In 2D let’s think of the polygon as dividing the whole space into two regions. The finite region inside the polygon and the infinite region outside. Imagine yourself standing at the point which we wish to classify as being inside or outside. Next, pick a direction and start walking in a straight line. As you walk, keep track of the number of times you cross an edge of the polygon. After a long while when you are certain you have left the polygon behind, maybe at infinity, take a break and consider the number of times you crossed its edges.

Every edge crossing implies that you have either left or entered the polygon so it toggles your current state of being inside or outside. An odd number of crossings means that your current state is opposite of what it was when you started while an even number of crossings means it is the same. So as you take your break at infinity far outside of the polygon you know that if the number of crossings was odd you started on the inside and if it was even you started outside.

## Implementation

Now let’s convert the idea into some code. Here is what a polygon looks like:

struct Polygon
{
vec2 *Vertices;
int   NumVertices;
};

A polygon is a list of vertices. The edges are implied by the order of the vertices with each pair of consecutive vertices forming an edge. In this case the algorithm translates to code fairly naturally:

// This function returns true if the ray with origin o and direction d intersects a line segment
// with endpoints a and b.
bool RayLineSegmentIntersection( const vec2 &o, const vec2 &d, const vec2 &a, const vec2 &b );

bool IsInside( const vec2 &point, const Polygon &polygon )
{
int numCrossings = 0;

// Loop over all edges in the polygon.
for( int i = 0; i &lt; polygon.NumVertices; ++i )
{
int j = ( i + 1 ) % polygon.NumVertices;

// Check if a ray in the positive x direction crosses the current edge.
if( RayLineSegmentIntersection( point, vec2( 1, 0 ), polygon.Vertices[ i ], polygon.Vertices[ j ] ) )
++numCrossings;
}

// If the number of crossings is odd, the point was inside the polygon.
return ( numCrossings % 2 ) == 1;
}

The implementation above does exactly what we described. It shoots a ray from the point in question down the x axis(the direction doesn’t matter since a polygon will completely surround us if we’re inside) and counts how many edges it intersects. Then depending on the count the point is classified.

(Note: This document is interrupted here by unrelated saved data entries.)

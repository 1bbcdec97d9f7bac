//! Gossipd - fixed-peer TCP rendezvous with Telegram notification
//!
//! A fixed number of peers each send one framed message to a coordinator;
//! once every expected peer has checked in, the coordinator joins the
//! messages in arrival order and forwards the combined payload to a Telegram
//! chat exactly once, then retires. The same binary runs both roles.
//!
//! # Modules
//!
//! - [`framing`] - length-prefixed frame codec shared by both roles
//! - [`client`] - reconnecting peer client (connect, send, receive, close)
//! - [`coordinator`] - barrier and aggregation state machine
//! - [`notifier`] - bounded-retry delivery to the external channel
//! - [`config`] - configuration types and loading
//! - [`cli`] - command-line interface

pub mod cli;
pub mod client;
pub mod config;
pub mod coordinator;
pub mod framing;
pub mod notifier;

// Re-export commonly used types
pub use client::{ClientError, ClientState, ReconnectingClient, random_payload};
pub use config::{Config, NotifyConfig};
pub use coordinator::{ACK_MESSAGE, AggregationRound, Coordinator};
pub use framing::{FrameError, MAX_FRAME_SIZE, read_frame, write_frame};
pub use notifier::{Notifier, NotifyChannel, NotifyError, TelegramChannel};
//! Length-prefixed frame codec shared by peer and coordinator
//!
//! Each frame is `[u32 big-endian length][payload bytes]`. The length counts
//! payload bytes only; a reader consumes exactly that many bytes before
//! interpreting the payload, so no delimiter scanning is ever needed.
//! One call handles exactly one frame.

use thiserror::Error;
use tokio::io::{AsyncRead, AsyncReadExt, AsyncWrite, AsyncWriteExt};

/// Upper bound on a single frame's payload (16 MiB).
///
/// Peers are cooperative, so this is a sanity cap against corrupted length
/// prefixes rather than a protocol limit.
pub const MAX_FRAME_SIZE: usize = 16 * 1024 * 1024;

/// Errors that can occur while reading or writing a frame
#[derive(Debug, Error)]
pub enum FrameError {
    /// The stream closed before a full frame was transferred
    #[error("stream closed mid-frame")]
    Incomplete,

    /// The length prefix exceeds [`MAX_FRAME_SIZE`]
    #[error("frame of {0} bytes exceeds the {MAX_FRAME_SIZE}-byte cap")]
    TooLarge(usize),

    /// Any other transport fault
    #[error("transport error: {0}")]
    Io(#[from] std::io::Error),
}

/// Write one frame: 4-byte big-endian length prefix, then the payload.
///
/// Flushes fully before returning, so a successful return means the whole
/// frame has been handed to the transport. Payloads over [`MAX_FRAME_SIZE`]
/// are rejected before any bytes are written, so the write side can never
/// emit a frame the read side would refuse (or a length prefix truncated by
/// the u32 cast).
pub async fn write_frame<W>(stream: &mut W, payload: &[u8]) -> Result<(), FrameError>
where
    W: AsyncWrite + Unpin,
{
    if payload.len() > MAX_FRAME_SIZE {
        return Err(FrameError::TooLarge(payload.len()));
    }
    let len = payload.len() as u32;
    stream.write_all(&len.to_be_bytes()).await?;
    stream.write_all(payload).await?;
    stream.flush().await?;
    Ok(())
}

/// Read one frame: exactly 4 length bytes, then exactly that many payload bytes.
///
/// Fails with [`FrameError::Incomplete`] if the stream closes before the full
/// frame arrives.
pub async fn read_frame<R>(stream: &mut R) -> Result<Vec<u8>, FrameError>
where
    R: AsyncRead + Unpin,
{
    let mut len_buf = [0u8; 4];
    stream.read_exact(&mut len_buf).await.map_err(map_read_err)?;

    let len = u32::from_be_bytes(len_buf) as usize;
    if len > MAX_FRAME_SIZE {
        return Err(FrameError::TooLarge(len));
    }

    let mut payload = vec![0u8; len];
    stream.read_exact(&mut payload).await.map_err(map_read_err)?;
    Ok(payload)
}

/// `read_exact` reports early close as `UnexpectedEof`; everything else is a
/// plain transport fault.
fn map_read_err(e: std::io::Error) -> FrameError {
    if e.kind() == std::io::ErrorKind::UnexpectedEof {
        FrameError::Incomplete
    } else {
        FrameError::Io(e)
    }
}

#[cfg(test)]
mod tests {
    use super::*;
    use proptest::prelude::*;

    async fn round_trip(payload: &[u8]) -> Vec<u8> {
        let mut buf = Vec::new();
        write_frame(&mut buf, payload).await.unwrap();
        read_frame(&mut buf.as_slice()).await.unwrap()
    }

    #[tokio::test]
    async fn test_round_trip_preserves_payload() {
        let payload = b"Hello World";
        assert_eq!(round_trip(payload).await, payload);
    }

    #[tokio::test]
    async fn test_round_trip_empty_payload() {
        assert_eq!(round_trip(b"").await, b"");
    }

    #[tokio::test]
    async fn test_wire_layout_is_big_endian_length_then_payload() {
        let mut buf = Vec::new();
        write_frame(&mut buf, b"abc").await.unwrap();
        assert_eq!(buf, [0, 0, 0, 3, b'a', b'b', b'c']);
    }

    #[tokio::test]
    async fn test_truncated_payload_is_incomplete() {
        // Length prefix promises 10 bytes, only 3 arrive
        let mut data: Vec<u8> = 10u32.to_be_bytes().to_vec();
        data.extend_from_slice(b"abc");

        let err = read_frame(&mut data.as_slice()).await.unwrap_err();
        assert!(matches!(err, FrameError::Incomplete));
    }

    #[tokio::test]
    async fn test_truncated_length_prefix_is_incomplete() {
        let mut data: &[u8] = &[0, 0];
        let err = read_frame(&mut data).await.unwrap_err();
        assert!(matches!(err, FrameError::Incomplete));
    }

    #[tokio::test]
    async fn test_oversized_payload_is_rejected_before_writing() {
        let payload = vec![0u8; MAX_FRAME_SIZE + 1];
        let mut buf = Vec::new();

        let err = write_frame(&mut buf, &payload).await.unwrap_err();
        assert!(matches!(err, FrameError::TooLarge(_)));
        assert!(buf.is_empty(), "no bytes may reach the stream");
    }

    #[tokio::test]
    async fn test_oversized_length_is_rejected() {
        let data = (MAX_FRAME_SIZE as u32 + 1).to_be_bytes();
        let err = read_frame(&mut data.as_slice()).await.unwrap_err();
        assert!(matches!(err, FrameError::TooLarge(_)));
    }

    #[tokio::test]
    async fn test_two_frames_back_to_back() {
        let mut buf = Vec::new();
        write_frame(&mut buf, b"first").await.unwrap();
        write_frame(&mut buf, b"second").await.unwrap();

        let mut reader = buf.as_slice();
        assert_eq!(read_frame(&mut reader).await.unwrap(), b"first");
        assert_eq!(read_frame(&mut reader).await.unwrap(), b"second");
    }

    proptest! {
        #[test]
        fn prop_round_trip_any_payload(payload in proptest::collection::vec(any::<u8>(), 0..65536)) {
            let rt = tokio::runtime::Builder::new_current_thread()
                .build()
                .unwrap();
            let decoded = rt.block_on(round_trip(&payload));
            prop_assert_eq!(decoded, payload);
        }
    }
}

## Ray-Line Segment Intersection Test

Here is a way to test a ray against a line segment. To get this result just set the ray $\mathbf{x_1}(t_1)=\mathbf{o}+\mathbf{d}t_1$ equal to the line segment $\mathbf{x_2}(t_2)=\mathbf{a} + (\mathbf{b} - \mathbf{a})t_2$ and solve for $t_1, t_2$. The ray will hit the line segment if $t_1 \geq 0$(line segment is in front of the ray) and $0 \leq t_2 \leq 1$(the ray crosses the line segment between $\mathbf{a}$ and $\mathbf{b}$).

bool RayLineSegmentIntersection( const vec2 &o, const vec2 &d, const vec2 &a, const vec2 &b )
{
vec2 ortho( -d.y, d.x );
vec2 aToO( o - a );
vec2 aToB( b - a );

float denom = dot( aToB, ortho );

// Here would be a good time to see if denom is zero in which case the line segment and
// the ray are parallel.

// The length of this cross product can also be written as abs( aToB.x * aToO.y - aToO.x * aToB.y ).
float t1 = length( cross( aToB, aToO ) ) / denom;
float t2 = dot( aToO, ortho ) / denom;

return t2 >= 0 && t2 <= 1 && t1 >= 0;
}

That is all there is to it. In a future post we’re going to revisit and solve this problem using some tricks!